Friday, April 15, 2011

Pukhtun Stonehenge

Salman Rashid

Out there on the Salisbury plain in England, they have their stone circle they call Stonehenge. Now stones are stones, but henge is an obscure word. According to my Random House Dictionary it is a ‘circular area enclosed by a bank and ditch and often containing additional features included one or more circles of upright stone or wood pillars ….. used for ritual purposes or for marking astronomical events, as solstices and equinoxes.’



Salisbury in England, incidentally, is not the only place with a stone circle – it is the most spectacular and one that goes back some five thousand years in time. There are other sites on the British Isles and elsewhere in Europe and elsewhere in the world – though I am not certain about the Americas.

Sources other than my dictionary also confirm that stone circles were indeed used for some arcane ritual as well as to mark the rising and setting of celestial bodies on particular days. The rising or setting of a specific star on a given between two upright stones marked a special time of year: either it was when night and day were of equal length or when the sun was at its most vertical in midsummer and was beginning its journey to its lowest point in midwinter.

For primitive people living in northern latitudes the length of the day and summer sunshine were of particular importance. At the sun’s annual high point it was time to start laying in provisions for the long cold and dark ahead. The stone circle was their calendar that warned them that they had reached the twenty-first day of June and that three months’ (to autumnal equinox) was all they had to gather food for themselves and their cattle to last through the winter.

In Pakistan too we have stone circles. The one outside the village of Bawata in Balochistan lies by the road from Fort Munro to Loralai. The stones used are plates of shale and limestone that stick out of the ground to a height of no more than half a metre. At some point in time, finding it handy, someone tried to convert this circle into a mosque by creating a sort of mehrab facing west. The Bawata stone circle also has a menhir and people use this site as a shrine of sorts.

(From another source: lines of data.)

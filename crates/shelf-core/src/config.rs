//! Controller configuration
//!
//! Every field has a default, so an empty TOML document is a valid config.

use crate::error::ConfigError;
use serde::{Deserialize, Serialize};
use shelf_catalog::DEFAULT_CURRENCY_SUFFIX;
use shelf_storage::DEFAULT_STORAGE_KEY;
use std::path::{Path, PathBuf};
use std::time::Duration;

/// Default fade-out before a filtered item leaves layout
pub const DEFAULT_FADE_OUT_MS: u64 = 250;

/// Shelf configuration
#[derive(Debug, Clone, PartialEq, Eq, Serialize, Deserialize)]
#[serde(default, deny_unknown_fields)]
pub struct ShelfConfig {
    /// Key the catalog is persisted under
    pub storage_key: String,
    /// Fade-out duration in milliseconds
    pub fade_out_ms: u64,
    /// Animate closing the add-product form
    pub animate_form: bool,
    /// Suffix appended to formatted prices
    pub currency_suffix: String,
    /// Directory for the file-backed store
    pub data_dir: Option<PathBuf>,
}

impl ShelfConfig {
    /// Create default configuration
    #[inline]
    #[must_use]
    pub fn new() -> Self {
        Self::default()
    }

    /// Parse from TOML text
    ///
    /// # Errors
    /// Returns error on malformed TOML, unknown fields or invalid values.
    pub fn from_toml_str(text: &str) -> Result<Self, ConfigError> {
        let config: Self = toml::from_str(text)?;
        config.validate()?;
        Ok(config)
    }

    /// Load from a TOML file
    ///
    /// # Errors
    /// Returns error if the file cannot be read or does not parse.
    pub fn load(path: impl AsRef<Path>) -> Result<Self, ConfigError> {
        let path = path.as_ref();
        let text = std::fs::read_to_string(path).map_err(|e| ConfigError::io_error(path, e))?;
        Self::from_toml_str(&text)
    }

    /// Check field values
    ///
    /// # Errors
    /// Returns `ConfigError::Invalid` for an empty storage key.
    pub fn validate(&self) -> Result<(), ConfigError> {
        if self.storage_key.trim().is_empty() {
            return Err(ConfigError::Invalid("storage_key must not be empty".to_string()));
        }
        Ok(())
    }

    /// With storage key
    #[inline]
    #[must_use]
    pub fn with_storage_key(mut self, key: impl Into<String>) -> Self {
        self.storage_key = key.into();
        self
    }

    /// With fade-out duration
    #[inline]
    #[must_use]
    pub fn with_fade_out_ms(mut self, ms: u64) -> Self {
        self.fade_out_ms = ms;
        self
    }

    /// With or without form close animation
    #[inline]
    #[must_use]
    pub fn with_animate_form(mut self, animate: bool) -> Self {
        self.animate_form = animate;
        self
    }

    /// With data directory
    #[inline]
    #[must_use]
    pub fn with_data_dir(mut self, dir: impl Into<PathBuf>) -> Self {
        self.data_dir = Some(dir.into());
        self
    }

    /// Fade-out as a duration
    #[inline]
    #[must_use]
    pub fn fade_out(&self) -> Duration {
        Duration::from_millis(self.fade_out_ms)
    }
}

impl Default for ShelfConfig {
    fn default() -> Self {
        Self {
            storage_key: DEFAULT_STORAGE_KEY.to_string(),
            fade_out_ms: DEFAULT_FADE_OUT_MS,
            animate_form: true,
            currency_suffix: DEFAULT_CURRENCY_SUFFIX.to_string(),
            data_dir: None,
        }
    }
}

#[cfg(test)]
mod tests {
    use super::*;

    #[test]
    fn empty_document_is_default() {
        assert_eq!(ShelfConfig::from_toml_str("").unwrap(), ShelfConfig::default());
    }

    #[test]
    fn defaults() {
        let config = ShelfConfig::default();
        assert_eq!(config.storage_key, "products");
        assert_eq!(config.fade_out(), Duration::from_millis(250));
        assert!(config.animate_form);
        assert_eq!(config.currency_suffix, "₫");
    }

    #[test]
    fn partial_override() {
        let config = ShelfConfig::from_toml_str(
            r#"
            fade_out_ms = 0
            animate_form = false
            data_dir = "/var/lib/shelf"
            "#,
        )
        .unwrap();
        assert_eq!(config.fade_out_ms, 0);
        assert!(!config.animate_form);
        assert_eq!(config.data_dir, Some(PathBuf::from("/var/lib/shelf")));
        assert_eq!(config.storage_key, "products");
    }

    #[test]
    fn rejects_unknown_fields() {
        assert!(matches!(
            ShelfConfig::from_toml_str("fade_ms = 3"),
            Err(ConfigError::Parse(_))
        ));
    }

    #[test]
    fn rejects_empty_storage_key() {
        assert!(matches!(
            ShelfConfig::from_toml_str(r#"storage_key = " ""#),
            Err(ConfigError::Invalid(_))
        ));
    }

    #[test]
    fn load_from_file() {
        let dir = tempfile::tempdir().unwrap();
        let path = dir.path().join("shelf.toml");
        std::fs::write(&path, "storage_key = \"shop\"\n").unwrap();

        assert_eq!(ShelfConfig::load(&path).unwrap().storage_key, "shop");
        assert!(matches!(
            ShelfConfig::load(dir.path().join("missing.toml")),
            Err(ConfigError::Io { .. })
        ));
    }
}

The other stone circle that I have seen lies just outside the village of Asota on the Mardan-Swabi highroad. Here the uprights are hefty stelae, as in proper stone circles; some reaching up to a height of about two metres. Others are shorter and there are a few that seem to have been broken off. Part of the circle, to the east, is missing. The Asota stone circle is about twelve to fifteen metres across and that would make it about the same size as the one outside Bawata.

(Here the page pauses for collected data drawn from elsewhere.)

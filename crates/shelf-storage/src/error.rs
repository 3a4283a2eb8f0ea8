//! Storage error types

use std::path::PathBuf;

/// Errors from key-value storage access
#[derive(Debug, thiserror::Error)]
pub enum StoreError {
    /// Write would exceed the storage quota
    #[error("quota exceeded writing '{key}': {needed} bytes needed, {limit} allowed")]
    QuotaExceeded {
        /// Key being written
        key: String,
        /// Total bytes the store would hold after the write
        needed: usize,
        /// Configured limit
        limit: usize,
    },

    /// Storage access is not permitted
    #[error("storage access denied")]
    AccessDenied,

    /// IO error on the backing file
    #[error("io error on {path}: {source}")]
    Io {
        /// File being accessed
        path: PathBuf,
        /// Underlying error
        #[source]
        source: std::io::Error,
    },

    /// Stored value is not the expected format
    #[error("malformed value under '{key}': {message}")]
    Malformed {
        /// Key that was read
        key: String,
        /// Parser message
        message: String,
    },

    /// Value could not be encoded
    #[error("encode failed: {0}")]
    Encode(String),
}

impl StoreError {
    /// Create IO error for path
    pub fn io_error(path: impl Into<PathBuf>, source: std::io::Error) -> Self {
        Self::Io {
            path: path.into(),
            source,
        }
    }

    /// Create malformed-value error for key
    pub fn malformed(key: impl Into<String>, message: impl Into<String>) -> Self {
        Self::Malformed {
            key: key.into(),
            message: message.into(),
        }
    }
}

#[cfg(test)]
mod tests {
    use super::*;

    #[test]
    fn quota_error_display() {
        let err = StoreError::QuotaExceeded {
            key: "products".to_string(),
            needed: 120,
            limit: 100,
        };
        assert_eq!(
            err.to_string(),
            "quota exceeded writing 'products': 120 bytes needed, 100 allowed"
        );
    }

    #[test]
    fn malformed_error_display() {
        let err = StoreError::malformed("products", "expected array");
        assert!(err.to_string().contains("malformed value under 'products'"));
    }
}
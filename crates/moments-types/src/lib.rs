pub mod api;
pub mod error;
pub mod models;
pub mod validate;

pub use error::ValidationError;
pub use models::{Find, Location, Media, MediaType, Moment, MomentId, Share};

The one time I was at Bawata and twice in Asota, it was the wrong time of year: it was neither midsummer nor winter, nor too either of the equinoxes. And so I could not watch at sundown nor keep the vigil until dawn to be able to check if our stone circles also mark astronomical events. But when one day someone does, they will discover that both these ancient sites served the same purpose as their counterparts in Europe.

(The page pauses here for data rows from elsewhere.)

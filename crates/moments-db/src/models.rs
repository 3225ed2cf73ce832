//! Database row types. These map directly to SQLite rows.
//! Converting a row into a domain entity re-runs the constructors, so a row
//! that slipped past the schema checks surfaces as `DbError::Corrupt`.
use chrono::{DateTime, NaiveDateTime, Utc};
use rusqlite::Row;

use moments_types::models::{Find, Location, Media, Moment, MomentId, MomentPin};

use crate::{DbError, Result};

/// Textual timestamp form used by every date column.
pub const TIMESTAMP_FORMAT: &str = "%Y-%m-%d %H:%M:%S";

pub fn format_timestamp(at: &DateTime<Utc>) -> String {
    at.format(TIMESTAMP_FORMAT).to_string()
}

pub fn parse_timestamp(text: &str) -> Result<DateTime<Utc>> {
    NaiveDateTime::parse_from_str(text, TIMESTAMP_FORMAT)
        .map(|ndt| ndt.and_utc())
        .map_err(|e| DbError::Corrupt(format!("timestamp '{}': {}", text, e)))
}

/// Columns read by [`MomentRow::read`], aliased on `m`.
pub const MOMENT_COLUMNS: &str =
    "m.ID, m.UserID, m.Latitude, m.Longitude, m.Public, m.Hidden, m.CreateDate";

pub struct MomentRow {
    pub id: MomentId,
    pub user_id: String,
    pub latitude: f64,
    pub longitude: f64,
    pub public: bool,
    pub hidden: bool,
    pub create_date: String,
}

impl MomentRow {
    pub fn read(row: &Row<'_>) -> rusqlite::Result<Self> {
        Ok(Self {
            id: row.get(0)?,
            user_id: row.get(1)?,
            latitude: row.get(2)?,
            longitude: row.get(3)?,
            public: row.get(4)?,
            hidden: row.get(5)?,
            create_date: row.get(6)?,
        })
    }

    pub fn into_moment(self) -> Result<Moment> {
        let id = self.id;
        let location = Location::new(self.latitude, self.longitude).map_err(|e| corrupt("moment", id, e))?;
        let created = parse_timestamp(&self.create_date)?;
        Moment::new(self.user_id, location, self.public, self.hidden, created)
            .and_then(|m| m.with_id(id))
            .map_err(|e| corrupt("moment", id, e))
    }
}

pub struct PinRow {
    pub id: MomentId,
    pub latitude: f64,
    pub longitude: f64,
}

impl PinRow {
    pub fn into_pin(self) -> Result<MomentPin> {
        let location = Location::new(self.latitude, self.longitude).map_err(|e| corrupt("moment", self.id, e))?;
        Ok(MomentPin { id: self.id, location })
    }
}

pub struct MediaRow {
    pub moment_id: MomentId,
    pub message: String,
    pub kind: i64,
    pub dir: String,
}

impl MediaRow {
    pub fn into_media(self) -> Result<Media> {
        let id = self.moment_id;
        Media::new(id, self.message, self.kind, self.dir).map_err(|e| corrupt("media", id, e))
    }
}

/// Find columns as they come out of a `LEFT JOIN Finds f`; all `None` when
/// the moment has no matching find.
pub struct FindRow {
    pub moment_id: MomentId,
    pub user_id: Option<String>,
    pub found: Option<bool>,
    pub find_date: Option<String>,
}

impl FindRow {
    /// Reads `f.UserID, f.Found, f.FindDate` starting at `offset`.
    pub fn read(row: &Row<'_>, moment_id: MomentId, offset: usize) -> rusqlite::Result<Self> {
        Ok(Self {
            moment_id,
            user_id: row.get(offset)?,
            found: row.get(offset + 1)?,
            find_date: row.get(offset + 2)?,
        })
    }

    pub fn into_find(self) -> Result<Option<Find>> {
        let Some(user_id) = self.user_id else {
            return Ok(None);
        };
        let date = self.find_date.as_deref().map(parse_timestamp).transpose()?;
        let id = self.moment_id;
        Find::new(id, user_id, self.found.unwrap_or(false), date)
            .map(Some)
            .map_err(|e| corrupt("find", id, e))
    }
}

fn corrupt(table: &str, id: MomentId, e: impl std::fmt::Display) -> DbError {
    DbError::Corrupt(format!("{} for moment {}: {}", table, id, e))
}

#[cfg(test)]
mod tests {
    use super::*;
    use chrono::TimeZone;

    #[test]
    fn test_timestamp_text_form() {
        let at = Utc.with_ymd_and_hms(2024, 1, 1, 0, 0, 0).unwrap();
        assert_eq!(format_timestamp(&at), "2024-01-01 00:00:00");
        assert_eq!(parse_timestamp("2024-01-01 00:00:00").unwrap(), at);
        assert!(matches!(parse_timestamp("yesterday"), Err(DbError::Corrupt(_))));
    }

    #[test]
    fn test_missing_join_yields_no_find() {
        let row = FindRow {
            moment_id: 1,
            user_id: None,
            found: None,
            find_date: None,
        };
        assert!(row.into_find().unwrap().is_none());
    }

    #[test]
    fn test_corrupt_media_row() {
        let row = MediaRow {
            moment_id: 1,
            message: String::new(),
            kind: 0,
            dir: "x".into(),
        };
        assert!(matches!(row.into_media(), Err(DbError::Corrupt(_))));
    }
}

Now, we know that Stonehenge was laid out some five thousand years ago. But since our circle in Asota has never been scientifically investigated (so far as I know), I cannot say when this would have been built. However, there is evidence that ancient Pukhtun ancestors were busy in this region a very long time ago. The nearby village of Adina is now well-known for the discovery in the mid 1990s of early Aryan graves. On a low hill outside the village, there are graves containing, besides the bones or ash urns, other relics as well. These relics have been dated between the 14th and 12th century BCE.

This was a time when the Aryans had been in the subcontinent for nearly five hundred years. I suspect that the people who buried their dead with gold and copper ornaments and pottery on the Adina hill were the very ones responsible for erecting the stones of Asota. If my surmise is true the stone circle should be three thousand five hundred years old.

Meanwhile, local people have invented a tale to explain the upright stone pillars: a wedding procession passing by a forest that once grew here was set upon by a bunch of thieves. Having done in the revelling men, the robbers turned their attention to the women who, fearing the worst, prayed to be turned into stone. And so before the evil-doers could lay so much as a finger upon them, the women were petrified. If this were an English-speaking country we could have said that was how the term ‘petrified with fear’ originated.

Moreover, the merry precession seemed not to be going anywhere. If it had, the stones would have been in a file not in a circle. Keeping in view that we have been stuck at the famous crossroads that every usurper evoked over the past six decades, our habit of going around in circles seems to go back a long time in the past! Thus the wedding procession went round and round before being petrified with fear.


But legends by their very nature are generally illogical. One day when some serious-minded people equipped with necessary knowledge turn their attention to the Asota stone circle, they will discover tales that will make sense. And then we might know of a connection between these silent stones and the tombs on the Adina hill.


Fellow of Royal Geographical Society, Salman Rashid is author of eight books including jhelum: City of the Vitasta and The Apricot Road to Yarkand.